When using a manual knife for filleting, I do it something like this:
1. With the fish laying on one side, take a cut behind the gill plate and cut forward in a perpendicular fashion to get a clean cut at the front of the fillet.
2. This initial cut opens the fish from backbone to belly on one side.
3. Then, I take the point of the fillet knife, stick it into the belly with the sharp edge pointing out and make a slice up the belly to the vent - to open up the bottom of the fish.
4. Then, I fillet out that side of the fish, cutting around the bones. If you don't cut bones, your knife stays sharp many many times longer.
5. When I get to the tail, I don't cut off the fillet, but rather flip the fillet past the tail and let the fillet lay flat on the board - meat side up. Then, using the small attachment point at the tail, use the knife to slice the fillet off the skin.
6. Repeat for the other side.

Using this method, no need to ever use a larger knife.

--------------------------------------------------
However, many many years ago, my wife's grandfather taught me how to "skin" perch.
Here is where I use a regular fillet knife, a butcher knife and a pair of needle nose pliers
to skin and clean a perch in 30 seconds or so.

Method as follows:

1. Have the perch laying on the table.
2. Grab the butcher knife in your knife hand and the perch in your other hand.
3. Use the butcher knife to make a vertical cut all of the way through the fish from the back almost to the belly - just behind the head.
Thus, the head of the perch will be nearly cut off and it is flopping on the board. By using the butcher knife, it is easy to cut through the back bone of the perch without particularly dulling the heavy knife.
4. Then, grab the fine point fillet knife and while holding the perch in your hand with the flopping head toward you, insert the point of the fillet knife under the exposed skin that was just cut at the top of the fish and open the skin up from the head to the tail - just beside the top fin on the fish.
5. Then, using the fine point fillet knife, repeat for the other side of the top of the fish.
6. Lay down the knife and grab the needle nose pliers. Insert the needle nose plier under the skin at the top of the fish and pull forward. This will remove the thin patch of skin on the top of the fish, along with the top fin of the fish.
7. Now with the pliers, grab the skin at the front top of the fish and peel it back and down so you have about the same as a suit jacket getting the fish partially undressed. Repeat with the pliers for the other side of the fish.
8.. Now, lay down the plier. Insert the thumb of your none knife hand into the body cavity of the fish. Grab the dangling head of the fish with your knife hand and peel the head of the fish toward the tail, pulling out all of the entrails and skin off the fish in one clean pull.
9. Then, run your fillet knife up the center of the body cavity to open up the membrane that is left and to remove any kidneys that might be left in the fish.
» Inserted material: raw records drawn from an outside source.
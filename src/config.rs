use dotenvy::dotenv;
use std::env;

#[derive(Debug, Clone)]
pub struct Config {
    pub server_port: u16,
    pub service_name: String,
    pub database_url: String,
    pub redis_url: String,
    pub kafka_brokers: String,
    pub event_topic: String,
    pub jwt_secret: String,
    pub auth_service_url: String,
    pub risk_service_url: String,
    pub inventory_service_url: String,
    pub analytics_service_url: String,
    pub collaborator_timeout_secs: u64,
}

impl Config {
    pub fn from_env() -> anyhow::Result<Self> {
        dotenv().ok(); // Load .env file if present

        Ok(Config {
            server_port: env::var("SERVER_PORT")
                .unwrap_or_else(|_| "8080".to_string())
                .parse()?,
            service_name: env::var("SERVICE_NAME")
                .unwrap_or_else(|_| "gateway-core".to_string()),
            database_url: env::var("DATABASE_URL")?,
            redis_url: env::var("REDIS_URL")
                .unwrap_or_else(|_| "redis://localhost:6379".to_string()),
            kafka_brokers: env::var("KAFKA_BROKERS")
                .unwrap_or_else(|_| "localhost:9092".to_string()),
            event_topic: env::var("EVENT_TOPIC")
                .unwrap_or_else(|_| "transaction-events".to_string()),
            jwt_secret: env::var("JWT_SECRET")?,
            auth_service_url: env::var("AUTH_SERVICE_URL")
                .unwrap_or_else(|_| "http://auth-service:8084".to_string()),
            risk_service_url: env::var("RISK_SERVICE_URL")
                .unwrap_or_else(|_| "http://risk-service:8082".to_string()),
            inventory_service_url: env::var("INVENTORY_SERVICE_URL")
                .unwrap_or_else(|_| "http://inventory-service:8083".to_string()),
            analytics_service_url: env::var("ANALYTICS_SERVICE_URL")
                .unwrap_or_else(|_| "http://analytics-service:8081".to_string()),
            collaborator_timeout_secs: env::var("COLLABORATOR_TIMEOUT_SECS")
                .unwrap_or_else(|_| "5".to_string())
                .parse()?,
        })
    }
}
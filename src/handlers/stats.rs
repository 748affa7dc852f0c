use axum::{extract::State, response::Response};
use serde::Serialize;

use crate::cache;
use crate::error::AppError;
use crate::handlers::tagged_json;
use crate::ledger::LedgerStats;
use crate::metrics::{record_cache_hit, record_cache_miss};
use crate::AppState;

#[derive(Serialize)]
struct StatsResponse {
    service: String,
    version: &'static str,
    #[serde(flatten)]
    stats: LedgerStats,
}

pub async fn get_stats(State(state): State<AppState>) -> Result<Response, AppError> {
    match state.cache.get(cache::STATS_KEY).await {
        Ok(Some(cached)) => {
            record_cache_hit("stats");
            return Ok(tagged_json("HIT", cached));
        }
        Ok(None) => {}
        Err(e) => {
            tracing::warn!(key = cache::STATS_KEY, error = %e, "cache read failed, serving uncached");
        }
    }

    let stats = state.ledger.stats().await?;
    let response = StatsResponse {
        service: state.service_name.clone(),
        version: env!("CARGO_PKG_VERSION"),
        stats,
    };
    let body = serde_json::to_string(&response)?;
    record_cache_miss("stats");

    if let Err(e) = state
        .cache
        .set(cache::STATS_KEY, &body, cache::STATS_TTL_SECS)
        .await
    {
        tracing::warn!(key = cache::STATS_KEY, error = %e, "cache write failed");
    }

    Ok(tagged_json("MISS", body))
}
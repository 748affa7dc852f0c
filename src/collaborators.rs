//! HTTP clients for the peer calculator services the gateway fans out to
//! and proxies for.

use failsafe::futures::CircuitBreaker as FuturesCircuitBreaker;
use failsafe::{backoff, failure_policy, Config as FailsafeConfig, Error as FailsafeError, StateMachine};
use reqwest::Client;
use serde_json::Value;
use std::collections::HashMap;
use std::time::Duration;
use thiserror::Error;

use crate::config::Config;
use crate::error::AppError;

#[derive(Error, Debug)]
pub enum CollaboratorError {
    #[error("HTTP request to {service} failed: {source}")]
    Request {
        service: String,
        #[source]
        source: reqwest::Error,
    },
    #[error("unexpected status {status} from {service}")]
    Status { service: String, status: u16 },
    #[error("circuit breaker open for {0}")]
    CircuitOpen(String),
}

impl From<CollaboratorError> for AppError {
    fn from(err: CollaboratorError) -> Self {
        AppError::DependencyUnavailable(err.to_string())
    }
}

/// Response relayed verbatim by the proxy endpoints.
#[derive(Debug)]
pub struct ForwardedResponse {
    pub status: u16,
    pub content_type: Option<String>,
    pub body: bytes::Bytes,
}

/// HTTP client for a single downstream collaborator.
///
/// Every call is bounded by the client timeout and guarded by a circuit
/// breaker, so one slow collaborator cannot stall its siblings in a fan-out.
#[derive(Clone)]
pub struct Collaborator {
    name: String,
    base_url: String,
    client: Client,
    circuit_breaker: StateMachine<failure_policy::ConsecutiveFailures<backoff::EqualJittered>, ()>,
}

impl Collaborator {
    pub fn new(name: &str, base_url: String, timeout: Duration) -> Self {
        let client = Client::builder()
            .timeout(timeout)
            .build()
            .unwrap_or_default();

        let backoff = backoff::equal_jittered(Duration::from_secs(30), Duration::from_secs(60));
        let policy = failure_policy::consecutive_failures(3, backoff);
        let circuit_breaker = FailsafeConfig::new().failure_policy(policy).build();

        Collaborator {
            name: name.to_string(),
            base_url,
            client,
            circuit_breaker,
        }
    }

    pub fn name(&self) -> &str {
        &self.name
    }

    fn url(&self, path: &str) -> String {
        format!(
            "{}/{}",
            self.base_url.trim_end_matches('/'),
            path.trim_start_matches('/')
        )
    }

    pub async fn get_json(&self, path: &str) -> Result<Value, CollaboratorError> {
        let url = self.url(path);
        let client = self.client.clone();
        let name = self.name.clone();

        let result = self
            .circuit_breaker
            .call(async move {
                let response = client.get(&url).send().await.map_err(|source| {
                    CollaboratorError::Request {
                        service: name.clone(),
                        source,
                    }
                })?;

                if !response.status().is_success() {
                    return Err(CollaboratorError::Status {
                        service: name,
                        status: response.status().as_u16(),
                    });
                }

                response
                    .json::<Value>()
                    .await
                    .map_err(|source| CollaboratorError::Request { service: name, source })
            })
            .await;

        self.unwrap_breaker(result)
    }

    pub async fn post_json(&self, path: &str, body: &Value) -> Result<Value, CollaboratorError> {
        let url = self.url(path);
        let client = self.client.clone();
        let name = self.name.clone();
        let body = body.clone();

        let result = self
            .circuit_breaker
            .call(async move {
                let response = client.post(&url).json(&body).send().await.map_err(|source| {
                    CollaboratorError::Request {
                        service: name.clone(),
                        source,
                    }
                })?;

                if !response.status().is_success() {
                    return Err(CollaboratorError::Status {
                        service: name,
                        status: response.status().as_u16(),
                    });
                }

                response
                    .json::<Value>()
                    .await
                    .map_err(|source| CollaboratorError::Request { service: name, source })
            })
            .await;

        self.unwrap_breaker(result)
    }

    /// Forwards a request verbatim and relays whatever the collaborator
    /// answers, downstream error statuses included. Only transport failures
    /// count against the circuit breaker.
    pub async fn forward(
        &self,
        method: reqwest::Method,
        path: &str,
        content_type: Option<&str>,
        body: bytes::Bytes,
    ) -> Result<ForwardedResponse, CollaboratorError> {
        let url = self.url(path);
        let client = self.client.clone();
        let name = self.name.clone();
        let content_type = content_type.map(str::to_string);

        let result = self
            .circuit_breaker
            .call(async move {
                let mut request = client.request(method, &url).body(body);
                if let Some(ct) = content_type {
                    request = request.header(reqwest::header::CONTENT_TYPE, ct);
                }

                let response = request.send().await.map_err(|source| {
                    CollaboratorError::Request {
                        service: name.clone(),
                        source,
                    }
                })?;

                let status = response.status().as_u16();
                let relayed_content_type = response
                    .headers()
                    .get(reqwest::header::CONTENT_TYPE)
                    .and_then(|v| v.to_str().ok())
                    .map(str::to_string);
                let body = response.bytes().await.map_err(|source| {
                    CollaboratorError::Request { service: name, source }
                })?;

                Ok(ForwardedResponse {
                    status,
                    content_type: relayed_content_type,
                    body,
                })
            })
            .await;

        self.unwrap_breaker(result)
    }

    fn unwrap_breaker<T>(
        &self,
        result: Result<T, FailsafeError<CollaboratorError>>,
    ) -> Result<T, CollaboratorError> {
        match result {
            Ok(value) => Ok(value),
            Err(FailsafeError::Rejected) => Err(CollaboratorError::CircuitOpen(self.name.clone())),
            Err(FailsafeError::Inner(e)) => Err(e),
        }
    }
}

/// Named registry of the calculator services reachable through the gateway.
#[derive(Clone)]
pub struct CollaboratorRegistry {
    services: HashMap<String, Collaborator>,
}

impl CollaboratorRegistry {
    pub fn from_config(config: &Config) -> Self {
        let timeout = Duration::from_secs(config.collaborator_timeout_secs);
        let mut services = HashMap::new();

        for (name, url) in [
            ("risk", config.risk_service_url.clone()),
            ("inventory", config.inventory_service_url.clone()),
            ("analytics", config.analytics_service_url.clone()),
        ] {
            services.insert(name.to_string(), Collaborator::new(name, url, timeout));
        }

        Self { services }
    }

    /// Registry with explicit entries, used by tests to point at mock servers.
    pub fn with_services(entries: Vec<(String, String)>, timeout: Duration) -> Self {
        let services = entries
            .into_iter()
            .map(|(name, url)| (name.clone(), Collaborator::new(&name, url, timeout)))
            .collect();
        Self { services }
    }

    pub fn get(&self, name: &str) -> Option<&Collaborator> {
        self.services.get(name)
    }
}

#[cfg(test)]
mod tests {
    use super::*;
    use serde_json::json;

    fn collaborator(url: String) -> Collaborator {
        Collaborator::new("risk", url, Duration::from_secs(2))
    }

    #[tokio::test]
    async fn test_get_json_success() {
        let mut server = mockito::Server::new_async().await;
        let _mock = server
            .mock("GET", "/api/v1/stats")
            .with_status(200)
            .with_header("content-type", "application/json")
            .with_body(r#"{"service":"risk-service","status":"operational"}"#)
            .create_async()
            .await;

        let result = collaborator(server.url()).get_json("/api/v1/stats").await;

        let value = result.unwrap();
        assert_eq!(value["service"], "risk-service");
    }

    #[tokio::test]
    async fn test_get_json_maps_error_status() {
        let mut server = mockito::Server::new_async().await;
        let _mock = server
            .mock("GET", "/api/v1/stats")
            .with_status(500)
            .create_async()
            .await;

        let result = collaborator(server.url()).get_json("/api/v1/stats").await;

        assert!(matches!(
            result,
            Err(CollaboratorError::Status { status: 500, .. })
        ));
    }

    #[tokio::test]
    async fn test_forward_relays_downstream_status() {
        let mut server = mockito::Server::new_async().await;
        let _mock = server
            .mock("POST", "/api/v1/calculate")
            .with_status(422)
            .with_header("content-type", "application/json")
            .with_body(r#"{"error":"bad input"}"#)
            .create_async()
            .await;

        let forwarded = collaborator(server.url())
            .forward(
                reqwest::Method::POST,
                "api/v1/calculate",
                Some("application/json"),
                bytes::Bytes::from_static(b"{}"),
            )
            .await
            .unwrap();

        assert_eq!(forwarded.status, 422);
        assert_eq!(forwarded.content_type.as_deref(), Some("application/json"));
    }

    #[tokio::test]
    async fn test_circuit_breaker_opens_after_consecutive_failures() {
        // Unroutable address: every call is a transport failure.
        let collaborator = Collaborator::new(
            "risk",
            "http://127.0.0.1:1".to_string(),
            Duration::from_millis(200),
        );

        for _ in 0..3 {
            let _ = collaborator.get_json("/api/v1/stats").await;
        }

        let result = collaborator.get_json("/api/v1/stats").await;
        assert!(matches!(result, Err(CollaboratorError::CircuitOpen(_))));
    }

    #[tokio::test]
    async fn test_registry_lookup() {
        let registry = CollaboratorRegistry::with_services(
            vec![("risk".to_string(), "http://localhost:8082".to_string())],
            Duration::from_secs(1),
        );

        assert!(registry.get("risk").is_some());
        assert!(registry.get("billing").is_none());
    }

    #[tokio::test]
    async fn test_post_json_sends_payload() {
        let mut server = mockito::Server::new_async().await;
        let mock = server
            .mock("POST", "/api/v1/store-transaction")
            .match_body(mockito::Matcher::PartialJson(json!({"total": "10.80"})))
            .with_status(200)
            .with_header("content-type", "application/json")
            .with_body(r#"{"message":"stored"}"#)
            .create_async()
            .await;

        let result = collaborator(server.url())
            .post_json("/api/v1/store-transaction", &json!({"total": "10.80"}))
            .await;

        assert!(result.is_ok());
        mock.assert_async().await;
    }
}
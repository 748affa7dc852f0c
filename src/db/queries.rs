use rust_decimal::Decimal;
use sqlx::{PgPool, Result};
use uuid::Uuid;

use crate::db::models::{TransactionItemRow, TransactionRow};

/// Inserts the header and all line items in a single database transaction.
/// Any failed insert rolls the whole write back.
pub async fn insert_transaction(
    pool: &PgPool,
    header: &TransactionRow,
    items: &[TransactionItemRow],
) -> Result<()> {
    let mut tx = pool.begin().await?;

    sqlx::query(
        r#"
        INSERT INTO transactions (
            id, customer_id, subtotal, discount, tax, total,
            currency, created_at, processed_at, raw_payload
        ) VALUES ($1, $2, $3, $4, $5, $6, $7, $8, $9, $10)
        "#,
    )
    .bind(header.id)
    .bind(header.customer_id)
    .bind(header.subtotal)
    .bind(header.discount)
    .bind(header.tax)
    .bind(header.total)
    .bind(&header.currency)
    .bind(header.created_at)
    .bind(header.processed_at)
    .bind(&header.raw_payload)
    .execute(&mut *tx)
    .await?;

    for item in items {
        sqlx::query(
            r#"
            INSERT INTO transaction_items (
                id, transaction_id, product_id, name, category, unit_price, quantity
            ) VALUES ($1, $2, $3, $4, $5, $6, $7)
            "#,
        )
        .bind(item.id)
        .bind(item.transaction_id)
        .bind(&item.product_id)
        .bind(&item.name)
        .bind(&item.category)
        .bind(item.unit_price)
        .bind(item.quantity)
        .execute(&mut *tx)
        .await?;
    }

    tx.commit().await?;
    Ok(())
}

pub async fn get_transaction(
    pool: &PgPool,
    id: Uuid,
) -> Result<Option<(TransactionRow, Vec<TransactionItemRow>)>> {
    let header = sqlx::query_as::<_, TransactionRow>("SELECT * FROM transactions WHERE id = $1")
        .bind(id)
        .fetch_optional(pool)
        .await?;

    match header {
        None => Ok(None),
        Some(header) => {
            let items = sqlx::query_as::<_, TransactionItemRow>(
                "SELECT * FROM transaction_items WHERE transaction_id = $1 ORDER BY product_id",
            )
            .bind(id)
            .fetch_all(pool)
            .await?;

            Ok(Some((header, items)))
        }
    }
}

pub async fn ledger_totals(pool: &PgPool) -> Result<(i64, Decimal)> {
    sqlx::query_as::<_, (i64, Decimal)>(
        "SELECT COUNT(*), COALESCE(SUM(total), 0) FROM transactions",
    )
    .fetch_one(pool)
    .await
}
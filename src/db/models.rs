use chrono::{DateTime, Utc};
use rust_decimal::Decimal;
use uuid::Uuid;

/// Persisted transaction header. `raw_payload` keeps the full computed
/// result as submitted, for audit and replay.
#[derive(Debug, Clone, sqlx::FromRow)]
pub struct TransactionRow {
    pub id: Uuid,
    pub customer_id: Option<Uuid>,
    pub subtotal: Decimal,
    pub discount: Decimal,
    pub tax: Decimal,
    pub total: Decimal,
    pub currency: String,
    pub created_at: DateTime<Utc>,
    pub processed_at: DateTime<Utc>,
    pub raw_payload: Option<serde_json::Value>,
}

/// Line item owned by exactly one transaction; removed with it by cascade.
#[derive(Debug, Clone, sqlx::FromRow)]
pub struct TransactionItemRow {
    pub id: Uuid,
    pub transaction_id: Uuid,
    pub product_id: String,
    pub name: String,
    pub category: Option<String>,
    pub unit_price: Decimal,
    pub quantity: i32,
}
The writing and reading of this method takes much much longer than the actual cleaning of the fish. Generally speaking, after cleaning a couple hundred perch you will have this cleaning method down to less than 30 seconds per fish.

You now have a perfectly cleaned perch with no skin on the body, but the bones still in the fish.

Just prep and fry the fish as you usually do, but when eating the fish, eat it like a chicken leg. Just eat the fish off the skeleton and you will have 0 bones, and will have 0 loss of meat from the fish. The meat will come cleanly off the bones as you eat.

Many folks prefer the eating of the nice crisp tail on the fish. Sort of like eating bacon cracklings.

If you are a perch fisherman and want to try a different method of cleaning perch, give this method a try for one batch. You might like the final result.

-------------------------------
When visiting with my wifes grand parents on Canyon Ferry lake in Montana we would often catch a few hundred perch to feed a big family get together. My wifes grand father and my self could quickly skin all of the perch to feed the mob and it was enjoyed by all.

Be safe

Last edited by REW; 10-13-2013 at 09:25 AM.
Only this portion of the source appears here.